▸ DATA FOR THIS EXERCISE:
▬▬▬▬▬▬

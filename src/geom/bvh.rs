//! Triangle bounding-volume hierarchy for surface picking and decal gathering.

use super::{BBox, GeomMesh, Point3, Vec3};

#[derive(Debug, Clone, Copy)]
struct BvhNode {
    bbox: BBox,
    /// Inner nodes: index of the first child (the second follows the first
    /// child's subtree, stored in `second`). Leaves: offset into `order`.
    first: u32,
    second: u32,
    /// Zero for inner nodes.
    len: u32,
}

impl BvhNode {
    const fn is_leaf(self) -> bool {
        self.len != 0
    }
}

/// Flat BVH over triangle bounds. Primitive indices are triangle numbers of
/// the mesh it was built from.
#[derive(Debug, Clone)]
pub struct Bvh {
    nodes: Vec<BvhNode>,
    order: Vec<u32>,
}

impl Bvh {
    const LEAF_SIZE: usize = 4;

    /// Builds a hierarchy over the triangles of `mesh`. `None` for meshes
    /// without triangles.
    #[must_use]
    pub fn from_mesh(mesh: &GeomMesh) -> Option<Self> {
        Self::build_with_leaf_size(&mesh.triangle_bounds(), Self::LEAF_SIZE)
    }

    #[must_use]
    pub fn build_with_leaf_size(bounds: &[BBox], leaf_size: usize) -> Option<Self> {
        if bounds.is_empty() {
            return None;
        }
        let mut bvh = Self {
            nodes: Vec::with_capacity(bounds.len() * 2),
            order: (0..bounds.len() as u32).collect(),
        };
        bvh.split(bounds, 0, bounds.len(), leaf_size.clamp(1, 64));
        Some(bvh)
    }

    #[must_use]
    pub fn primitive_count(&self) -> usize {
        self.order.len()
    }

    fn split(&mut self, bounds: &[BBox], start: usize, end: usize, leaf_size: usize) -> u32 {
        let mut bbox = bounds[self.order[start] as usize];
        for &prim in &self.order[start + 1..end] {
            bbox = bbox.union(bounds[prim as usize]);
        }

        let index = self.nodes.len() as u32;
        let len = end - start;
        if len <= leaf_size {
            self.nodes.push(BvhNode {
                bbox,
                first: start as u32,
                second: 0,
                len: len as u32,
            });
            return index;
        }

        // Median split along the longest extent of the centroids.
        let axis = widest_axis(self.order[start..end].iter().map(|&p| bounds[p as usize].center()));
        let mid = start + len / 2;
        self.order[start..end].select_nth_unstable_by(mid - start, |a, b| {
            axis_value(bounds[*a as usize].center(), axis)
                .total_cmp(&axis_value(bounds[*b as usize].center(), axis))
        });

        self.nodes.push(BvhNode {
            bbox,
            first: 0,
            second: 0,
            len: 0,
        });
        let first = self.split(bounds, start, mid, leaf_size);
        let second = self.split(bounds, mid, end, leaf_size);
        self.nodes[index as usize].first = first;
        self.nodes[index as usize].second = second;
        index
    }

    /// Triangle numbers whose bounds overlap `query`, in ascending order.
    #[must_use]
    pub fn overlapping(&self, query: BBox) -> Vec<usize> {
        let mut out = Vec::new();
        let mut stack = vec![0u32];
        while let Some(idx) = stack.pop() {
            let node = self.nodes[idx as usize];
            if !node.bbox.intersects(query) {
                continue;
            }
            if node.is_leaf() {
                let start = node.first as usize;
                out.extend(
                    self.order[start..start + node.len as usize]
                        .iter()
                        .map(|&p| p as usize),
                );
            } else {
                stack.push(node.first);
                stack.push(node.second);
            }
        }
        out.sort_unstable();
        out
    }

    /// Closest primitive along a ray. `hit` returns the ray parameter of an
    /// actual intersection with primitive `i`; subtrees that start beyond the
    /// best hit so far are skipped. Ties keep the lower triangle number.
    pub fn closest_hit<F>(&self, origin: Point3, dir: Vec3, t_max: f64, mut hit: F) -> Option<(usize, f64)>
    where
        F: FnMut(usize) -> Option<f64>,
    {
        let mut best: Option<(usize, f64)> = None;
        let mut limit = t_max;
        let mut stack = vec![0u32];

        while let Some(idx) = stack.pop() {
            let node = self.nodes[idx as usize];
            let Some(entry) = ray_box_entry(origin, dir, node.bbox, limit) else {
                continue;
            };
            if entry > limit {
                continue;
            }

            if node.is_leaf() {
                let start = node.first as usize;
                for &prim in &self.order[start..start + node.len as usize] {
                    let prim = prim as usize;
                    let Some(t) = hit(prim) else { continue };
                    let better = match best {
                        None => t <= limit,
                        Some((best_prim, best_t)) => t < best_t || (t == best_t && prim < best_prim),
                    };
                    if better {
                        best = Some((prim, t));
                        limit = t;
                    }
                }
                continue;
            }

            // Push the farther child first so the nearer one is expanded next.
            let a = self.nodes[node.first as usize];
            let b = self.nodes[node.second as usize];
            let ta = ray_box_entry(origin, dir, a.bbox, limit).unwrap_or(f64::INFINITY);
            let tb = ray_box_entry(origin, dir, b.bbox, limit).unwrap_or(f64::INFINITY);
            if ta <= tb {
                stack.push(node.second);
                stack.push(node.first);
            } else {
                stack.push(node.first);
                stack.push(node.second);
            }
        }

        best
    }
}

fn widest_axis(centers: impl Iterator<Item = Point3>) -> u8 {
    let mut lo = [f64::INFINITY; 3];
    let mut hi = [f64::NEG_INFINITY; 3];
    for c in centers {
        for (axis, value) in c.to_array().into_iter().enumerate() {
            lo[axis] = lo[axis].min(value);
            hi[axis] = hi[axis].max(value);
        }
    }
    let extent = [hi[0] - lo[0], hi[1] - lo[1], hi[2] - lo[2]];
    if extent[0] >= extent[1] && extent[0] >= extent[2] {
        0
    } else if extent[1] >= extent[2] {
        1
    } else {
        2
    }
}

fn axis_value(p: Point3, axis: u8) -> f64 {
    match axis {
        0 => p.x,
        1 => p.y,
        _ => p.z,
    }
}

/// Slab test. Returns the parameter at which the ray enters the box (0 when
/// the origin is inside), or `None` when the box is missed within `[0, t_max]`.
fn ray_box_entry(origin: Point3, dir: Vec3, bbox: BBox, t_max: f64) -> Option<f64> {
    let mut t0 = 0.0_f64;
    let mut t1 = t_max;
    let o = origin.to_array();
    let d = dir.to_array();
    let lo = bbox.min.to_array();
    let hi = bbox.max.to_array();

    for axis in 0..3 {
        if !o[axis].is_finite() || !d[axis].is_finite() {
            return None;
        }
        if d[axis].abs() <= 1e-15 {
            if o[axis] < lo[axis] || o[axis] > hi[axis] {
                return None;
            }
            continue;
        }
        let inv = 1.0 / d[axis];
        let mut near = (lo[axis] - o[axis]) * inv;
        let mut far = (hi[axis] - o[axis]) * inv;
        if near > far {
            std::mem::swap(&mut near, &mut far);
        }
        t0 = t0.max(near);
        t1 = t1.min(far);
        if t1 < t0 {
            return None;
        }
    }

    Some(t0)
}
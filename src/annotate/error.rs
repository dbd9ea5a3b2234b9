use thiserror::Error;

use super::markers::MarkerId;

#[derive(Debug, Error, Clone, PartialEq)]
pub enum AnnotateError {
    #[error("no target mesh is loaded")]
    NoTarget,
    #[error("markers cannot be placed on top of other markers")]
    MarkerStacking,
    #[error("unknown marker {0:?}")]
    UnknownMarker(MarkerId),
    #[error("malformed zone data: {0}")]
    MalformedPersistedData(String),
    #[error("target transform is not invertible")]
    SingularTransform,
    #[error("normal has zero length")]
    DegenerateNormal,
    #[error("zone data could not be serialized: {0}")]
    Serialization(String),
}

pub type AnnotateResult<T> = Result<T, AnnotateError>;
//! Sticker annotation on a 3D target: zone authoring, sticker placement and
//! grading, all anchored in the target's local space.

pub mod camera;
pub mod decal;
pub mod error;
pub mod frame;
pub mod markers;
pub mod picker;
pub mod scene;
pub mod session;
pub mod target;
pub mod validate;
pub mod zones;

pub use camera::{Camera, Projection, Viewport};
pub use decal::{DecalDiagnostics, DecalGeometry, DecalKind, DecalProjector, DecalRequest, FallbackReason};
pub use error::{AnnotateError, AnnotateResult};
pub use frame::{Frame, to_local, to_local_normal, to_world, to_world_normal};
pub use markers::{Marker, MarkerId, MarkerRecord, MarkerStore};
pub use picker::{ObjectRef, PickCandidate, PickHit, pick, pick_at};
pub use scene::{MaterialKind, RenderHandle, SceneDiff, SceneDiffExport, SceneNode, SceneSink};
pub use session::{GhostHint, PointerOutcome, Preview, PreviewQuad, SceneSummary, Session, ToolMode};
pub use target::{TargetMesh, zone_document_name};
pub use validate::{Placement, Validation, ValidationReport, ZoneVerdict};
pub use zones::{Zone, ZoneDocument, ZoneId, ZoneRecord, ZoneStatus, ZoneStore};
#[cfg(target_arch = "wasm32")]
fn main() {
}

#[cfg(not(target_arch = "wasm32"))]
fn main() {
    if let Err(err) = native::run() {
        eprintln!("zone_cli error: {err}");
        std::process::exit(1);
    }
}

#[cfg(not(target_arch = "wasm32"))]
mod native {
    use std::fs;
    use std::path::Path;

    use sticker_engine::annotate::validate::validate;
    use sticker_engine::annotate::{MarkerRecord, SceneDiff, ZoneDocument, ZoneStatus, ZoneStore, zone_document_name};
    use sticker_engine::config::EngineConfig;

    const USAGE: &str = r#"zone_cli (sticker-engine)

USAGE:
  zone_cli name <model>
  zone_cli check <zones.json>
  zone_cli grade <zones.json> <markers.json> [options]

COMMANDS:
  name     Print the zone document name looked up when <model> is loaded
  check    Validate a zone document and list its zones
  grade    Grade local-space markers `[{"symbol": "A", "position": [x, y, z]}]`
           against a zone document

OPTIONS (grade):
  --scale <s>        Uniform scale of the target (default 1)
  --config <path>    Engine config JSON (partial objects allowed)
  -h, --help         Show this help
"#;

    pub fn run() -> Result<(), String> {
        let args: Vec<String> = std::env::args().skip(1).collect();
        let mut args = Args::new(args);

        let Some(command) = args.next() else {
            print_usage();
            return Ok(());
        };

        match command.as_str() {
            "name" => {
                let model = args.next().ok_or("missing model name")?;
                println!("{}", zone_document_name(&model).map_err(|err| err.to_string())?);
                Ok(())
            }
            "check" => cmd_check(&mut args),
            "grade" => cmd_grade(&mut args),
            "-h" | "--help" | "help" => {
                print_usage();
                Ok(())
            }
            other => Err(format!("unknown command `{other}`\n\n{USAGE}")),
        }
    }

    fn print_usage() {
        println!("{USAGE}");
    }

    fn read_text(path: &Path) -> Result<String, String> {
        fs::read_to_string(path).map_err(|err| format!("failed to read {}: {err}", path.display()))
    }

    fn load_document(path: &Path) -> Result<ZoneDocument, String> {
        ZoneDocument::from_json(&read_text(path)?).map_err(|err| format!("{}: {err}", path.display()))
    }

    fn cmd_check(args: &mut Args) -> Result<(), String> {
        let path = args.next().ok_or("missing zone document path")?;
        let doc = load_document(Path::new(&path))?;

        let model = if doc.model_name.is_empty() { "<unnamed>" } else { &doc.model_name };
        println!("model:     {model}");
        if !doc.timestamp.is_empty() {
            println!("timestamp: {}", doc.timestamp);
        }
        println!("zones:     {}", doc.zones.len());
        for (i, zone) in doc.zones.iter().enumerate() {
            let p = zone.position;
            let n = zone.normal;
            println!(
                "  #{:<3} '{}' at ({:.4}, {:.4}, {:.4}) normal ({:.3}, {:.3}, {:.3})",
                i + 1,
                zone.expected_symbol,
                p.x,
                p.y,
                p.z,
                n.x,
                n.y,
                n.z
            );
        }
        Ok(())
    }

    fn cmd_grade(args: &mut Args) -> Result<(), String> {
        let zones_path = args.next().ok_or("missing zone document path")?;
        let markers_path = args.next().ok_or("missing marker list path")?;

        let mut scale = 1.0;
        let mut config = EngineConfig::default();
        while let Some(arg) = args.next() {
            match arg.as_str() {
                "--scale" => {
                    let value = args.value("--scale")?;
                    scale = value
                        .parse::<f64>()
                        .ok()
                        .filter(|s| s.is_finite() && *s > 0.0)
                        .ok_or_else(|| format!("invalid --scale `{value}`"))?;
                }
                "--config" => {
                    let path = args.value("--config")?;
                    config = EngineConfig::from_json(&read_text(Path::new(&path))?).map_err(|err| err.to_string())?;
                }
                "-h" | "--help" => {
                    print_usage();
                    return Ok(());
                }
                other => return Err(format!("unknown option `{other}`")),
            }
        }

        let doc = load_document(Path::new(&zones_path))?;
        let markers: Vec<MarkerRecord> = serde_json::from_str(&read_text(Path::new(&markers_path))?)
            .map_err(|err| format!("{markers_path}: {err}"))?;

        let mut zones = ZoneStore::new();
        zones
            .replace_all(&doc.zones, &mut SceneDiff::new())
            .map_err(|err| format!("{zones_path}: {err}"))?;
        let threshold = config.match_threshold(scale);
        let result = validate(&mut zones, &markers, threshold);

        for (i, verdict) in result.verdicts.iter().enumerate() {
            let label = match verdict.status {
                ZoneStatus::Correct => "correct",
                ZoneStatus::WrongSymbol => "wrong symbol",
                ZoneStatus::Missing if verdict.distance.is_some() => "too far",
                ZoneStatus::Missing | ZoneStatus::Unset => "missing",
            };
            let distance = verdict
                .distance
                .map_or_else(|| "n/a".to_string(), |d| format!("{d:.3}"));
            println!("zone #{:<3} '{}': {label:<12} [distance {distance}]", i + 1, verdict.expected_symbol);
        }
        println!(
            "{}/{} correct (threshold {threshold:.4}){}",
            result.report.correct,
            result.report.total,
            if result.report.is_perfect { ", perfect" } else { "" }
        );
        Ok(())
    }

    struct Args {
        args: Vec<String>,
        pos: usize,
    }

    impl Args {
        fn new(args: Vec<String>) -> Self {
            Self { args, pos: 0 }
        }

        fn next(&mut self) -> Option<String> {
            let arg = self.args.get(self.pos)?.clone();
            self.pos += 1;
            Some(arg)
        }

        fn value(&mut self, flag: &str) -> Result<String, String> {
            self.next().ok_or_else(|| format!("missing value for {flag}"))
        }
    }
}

▬▬▬▬▬▬

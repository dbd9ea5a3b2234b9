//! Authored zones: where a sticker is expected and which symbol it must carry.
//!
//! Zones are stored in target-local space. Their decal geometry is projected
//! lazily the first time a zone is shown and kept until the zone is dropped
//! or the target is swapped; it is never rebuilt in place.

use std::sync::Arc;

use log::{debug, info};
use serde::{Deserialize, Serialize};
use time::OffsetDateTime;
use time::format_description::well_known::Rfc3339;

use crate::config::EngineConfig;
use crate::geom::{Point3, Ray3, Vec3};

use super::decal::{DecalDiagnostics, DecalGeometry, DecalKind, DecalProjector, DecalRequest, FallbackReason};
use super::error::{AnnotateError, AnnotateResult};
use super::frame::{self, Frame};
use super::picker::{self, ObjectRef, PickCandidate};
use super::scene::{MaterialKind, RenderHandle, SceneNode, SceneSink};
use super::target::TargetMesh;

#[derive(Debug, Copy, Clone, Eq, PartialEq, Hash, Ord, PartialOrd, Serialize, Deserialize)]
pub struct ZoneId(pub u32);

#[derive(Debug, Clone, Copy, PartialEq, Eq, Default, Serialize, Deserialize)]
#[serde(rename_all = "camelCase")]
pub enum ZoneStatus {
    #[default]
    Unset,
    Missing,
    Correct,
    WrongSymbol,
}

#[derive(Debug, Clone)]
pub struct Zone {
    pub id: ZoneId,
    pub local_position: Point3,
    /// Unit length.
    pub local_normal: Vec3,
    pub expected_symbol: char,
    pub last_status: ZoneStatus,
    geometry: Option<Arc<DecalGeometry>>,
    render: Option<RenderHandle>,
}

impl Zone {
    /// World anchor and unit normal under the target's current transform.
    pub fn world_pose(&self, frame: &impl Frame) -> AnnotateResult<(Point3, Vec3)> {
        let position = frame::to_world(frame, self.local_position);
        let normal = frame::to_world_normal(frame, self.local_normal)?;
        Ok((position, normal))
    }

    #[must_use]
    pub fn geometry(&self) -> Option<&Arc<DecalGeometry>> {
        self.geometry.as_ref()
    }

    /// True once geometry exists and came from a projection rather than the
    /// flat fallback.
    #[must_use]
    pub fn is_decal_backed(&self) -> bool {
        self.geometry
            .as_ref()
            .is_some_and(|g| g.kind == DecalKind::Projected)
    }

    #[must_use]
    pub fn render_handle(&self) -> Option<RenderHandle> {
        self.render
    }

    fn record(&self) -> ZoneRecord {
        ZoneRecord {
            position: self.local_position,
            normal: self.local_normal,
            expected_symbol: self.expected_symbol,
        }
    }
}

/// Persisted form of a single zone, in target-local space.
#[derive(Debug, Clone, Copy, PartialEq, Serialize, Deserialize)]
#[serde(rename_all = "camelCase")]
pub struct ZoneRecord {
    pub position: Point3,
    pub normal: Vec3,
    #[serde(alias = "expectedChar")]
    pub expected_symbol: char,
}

▬▬▬▬▬▬

▸ EXERCISE PROMPT:
Copy every line of the records above that holds the word "split".

▸ ANSWER TO THIS PROBLEM:
        bvh.split(bounds, 0, bounds.len(), leaf_size.clamp(1, 64));
    fn split(&mut self, bounds: &[BBox], start: usize, end: usize, leaf_size: usize) -> u32 {
        // Median split along the longest extent of the centroids.
        let first = self.split(bounds, start, mid, leaf_size);
        let second = self.split(bounds, mid, end, leaf_size);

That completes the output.